▶ _Work request_
All the entries, exactly as they read, must be written out again.
***** Stored data *****
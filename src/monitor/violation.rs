use std::collections::{HashMap, HashSet};
use std::time::{Duration, Instant};

use crate::detect::TrackId;

/// 滞留状態
#[derive(Debug, Clone, Copy, PartialEq, Eq)]
pub struct Dwell {
    pub duration: Duration,
    pub violating: bool,
}

/// 1カメラ分の違反ゾーン滞留タイマー
///
/// エントリがある = そのトラックは記録時刻から連続してゾーン内にいる。
/// ゾーン外に出た、または見えなくなったトラックはエントリを破棄し、
/// 再侵入時は0から数え直す。
#[derive(Debug, Default)]
pub struct ViolationTracker {
    entered: HashMap<TrackId, Instant>,
}

impl ViolationTracker {
    pub fn new() -> Self {
        Self::default()
    }

    /// 今回のパスでゾーン内にいたトラックを反映し、各トラックの滞留状態を返す
    ///
    /// 閾値0なら初回から違反。それ以外は滞留時間が閾値を超えたら違反。
    pub fn update(
        &mut self,
        inside: &[TrackId],
        now: Instant,
        threshold: Duration,
    ) -> HashMap<TrackId, Dwell> {
        let present: HashSet<TrackId> = inside.iter().copied().collect();
        self.entered.retain(|id, _| present.contains(id));

        present
            .into_iter()
            .map(|id| {
                let since = *self.entered.entry(id).or_insert(now);
                let duration = now.saturating_duration_since(since);
                let violating = threshold.is_zero() || duration > threshold;
                (id, Dwell { duration, violating })
            })
            .collect()
    }

    pub fn entered_at(&self, id: TrackId) -> Option<Instant> {
        self.entered.get(&id).copied()
    }

    pub fn len(&self) -> usize {
        self.entered.len()
    }

    pub fn is_empty(&self) -> bool {
        self.entered.is_empty()
    }

    pub fn clear(&mut self) {
        self.entered.clear();
    }
}

#[cfg(test)]
mod tests {
    use super::*;

    const SEC: Duration = Duration::from_secs(1);

    #[test]
    fn test_zero_threshold_violates_on_first_pass() {
        let mut tracker = ViolationTracker::new();
        let now = Instant::now();
        let dwell = tracker.update(&[7], now, Duration::ZERO);
        assert_eq!(dwell[&7], Dwell { duration: Duration::ZERO, violating: true });
    }

    #[test]
    fn test_violation_after_threshold() {
        let mut tracker = ViolationTracker::new();
        let t0 = Instant::now();
        let threshold = 2 * SEC;

        let mut first_violation = None;
        for step in 0..=10u32 {
            let now = t0 + step * SEC / 2;
            let dwell = tracker.update(&[1], now, threshold);
            if dwell[&1].violating && first_violation.is_none() {
                first_violation = Some(now - t0);
            }
            if now - t0 > threshold {
                assert!(dwell[&1].violating, "still inside at {:?}", now - t0);
            }
        }
        let first = first_violation.expect("should have violated");
        assert!(first > threshold, "violated too early: {:?}", first);
        assert_eq!(first, Duration::from_millis(2500));
    }

    #[test]
    fn test_absence_for_one_pass_restarts_timer() {
        let mut tracker = ViolationTracker::new();
        let t0 = Instant::now();
        tracker.update(&[1], t0, SEC);
        let dwell = tracker.update(&[1], t0 + 2 * SEC, SEC);
        assert!(dwell[&1].violating);

        // 1パスだけ不在
        tracker.update(&[], t0 + 3 * SEC, SEC);
        assert!(tracker.entered_at(1).is_none());

        let dwell = tracker.update(&[1], t0 + 4 * SEC, SEC);
        assert_eq!(dwell[&1].duration, Duration::ZERO);
        assert!(!dwell[&1].violating);
        assert_eq!(tracker.entered_at(1), Some(t0 + 4 * SEC));
    }

    #[test]
    fn test_tracks_are_independent() {
        let mut tracker = ViolationTracker::new();
        let t0 = Instant::now();
        tracker.update(&[1], t0, SEC);
        let dwell = tracker.update(&[1, 2], t0 + 3 * SEC, SEC);
        assert!(dwell[&1].violating);
        assert!(!dwell[&2].violating);
        assert_eq!(tracker.len(), 2);

        let dwell = tracker.update(&[2], t0 + 4 * SEC, SEC);
        assert!(dwell.get(&1).is_none());
        assert_eq!(dwell[&2].duration, SEC);
        assert_eq!(tracker.len(), 1);
    }
}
*****
▶ _Task solution_
filename src/monitor/violation.rs
use std::collections::{HashMap, HashSet};
use std::time::{Duration, Instant};

use crate::detect::TrackId;

/// 滞留状態
#[derive(Debug, Clone, Copy, PartialEq, Eq)]
pub struct Dwell {
    pub duration: Duration,
    pub violating: bool,
}

/// 1カメラ分の違反ゾーン滞留タイマー
///
/// エントリがある = そのトラックは記録時刻から連続してゾーン内にいる。
/// ゾーン外に出た、または見えなくなったトラックはエントリを破棄し、
/// 再侵入時は0から数え直す。
#[derive(Debug, Default)]
pub struct ViolationTracker {
    entered: HashMap<TrackId, Instant>,
}

impl ViolationTracker {
    pub fn new() -> Self {
        Self::default()
    }

    /// 今回のパスでゾーン内にいたトラックを反映し、各トラックの滞留状態を返す
    ///
    /// 閾値0なら初回から違反。それ以外は滞留時間が閾値を超えたら違反。
    pub fn update(
        &mut self,
        inside: &[TrackId],
        now: Instant,
        threshold: Duration,
    ) -> HashMap<TrackId, Dwell> {
        let present: HashSet<TrackId> = inside.iter().copied().collect();
        self.entered.retain(|id, _| present.contains(id));

        present
            .into_iter()
            .map(|id| {
                let since = *self.entered.entry(id).or_insert(now);
                let duration = now.saturating_duration_since(since);
                let violating = threshold.is_zero() || duration > threshold;
                (id, Dwell { duration, violating })
            })
            .collect()
    }

    pub fn entered_at(&self, id: TrackId) -> Option<Instant> {
        self.entered.get(&id).copied()
    }

    pub fn len(&self) -> usize {
        self.entered.len()
    }

    pub fn is_empty(&self) -> bool {
        self.entered.is_empty()
    }

    pub fn clear(&mut self) {
        self.entered.clear();
    }
}

#[cfg(test)]
mod tests {
    use super::*;

    const SEC: Duration = Duration::from_secs(1);

    #[test]
    fn test_zero_threshold_violates_on_first_pass() {
        let mut tracker = ViolationTracker::new();
        let now = Instant::now();
        let dwell = tracker.update(&[7], now, Duration::ZERO);
        assert_eq!(dwell[&7], Dwell { duration: Duration::ZERO, violating: true });
    }

    #[test]
    fn test_violation_after_threshold() {
        let mut tracker = ViolationTracker::new();
        let t0 = Instant::now();
        let threshold = 2 * SEC;

        let mut first_violation = None;
        for step in 0..=10u32 {
            let now = t0 + step * SEC / 2;
            let dwell = tracker.update(&[1], now, threshold);
            if dwell[&1].violating && first_violation.is_none() {
                first_violation = Some(now - t0);
            }
            if now - t0 > threshold {
                assert!(dwell[&1].violating, "still inside at {:?}", now - t0);
            }
        }
        let first = first_violation.expect("should have violated");
        assert!(first > threshold, "violated too early: {:?}", first);
        assert_eq!(first, Duration::from_millis(2500));
    }

    #[test]
    fn test_absence_for_one_pass_restarts_timer() {
        let mut tracker = ViolationTracker::new();
        let t0 = Instant::now();
        tracker.update(&[1], t0, SEC);
        let dwell = tracker.update(&[1], t0 + 2 * SEC, SEC);
        assert!(dwell[&1].violating);

        // 1パスだけ不在
        tracker.update(&[], t0 + 3 * SEC, SEC);
        assert!(tracker.entered_at(1).is_none());

        let dwell = tracker.update(&[1], t0 + 4 * SEC, SEC);
        assert_eq!(dwell[&1].duration, Duration::ZERO);
        assert!(!dwell[&1].violating);
        assert_eq!(tracker.entered_at(1), Some(t0 + 4 * SEC));
    }

    #[test]
    fn test_tracks_are_independent() {
        let mut tracker = ViolationTracker::new();
        let t0 = Instant::now();
        tracker.update(&[1], t0, SEC);
        let dwell = tracker.update(&[1, 2], t0 + 3 * SEC, SEC);
        assert!(dwell[&1].violating);
        assert!(!dwell[&2].violating);
        assert_eq!(tracker.len(), 2);

        let dwell = tracker.update(&[2], t0 + 4 * SEC, SEC);
        assert!(dwell.get(&1).is_none());
        assert_eq!(dwell[&2].duration, SEC);
        assert_eq!(tracker.len(), 1);
    }
}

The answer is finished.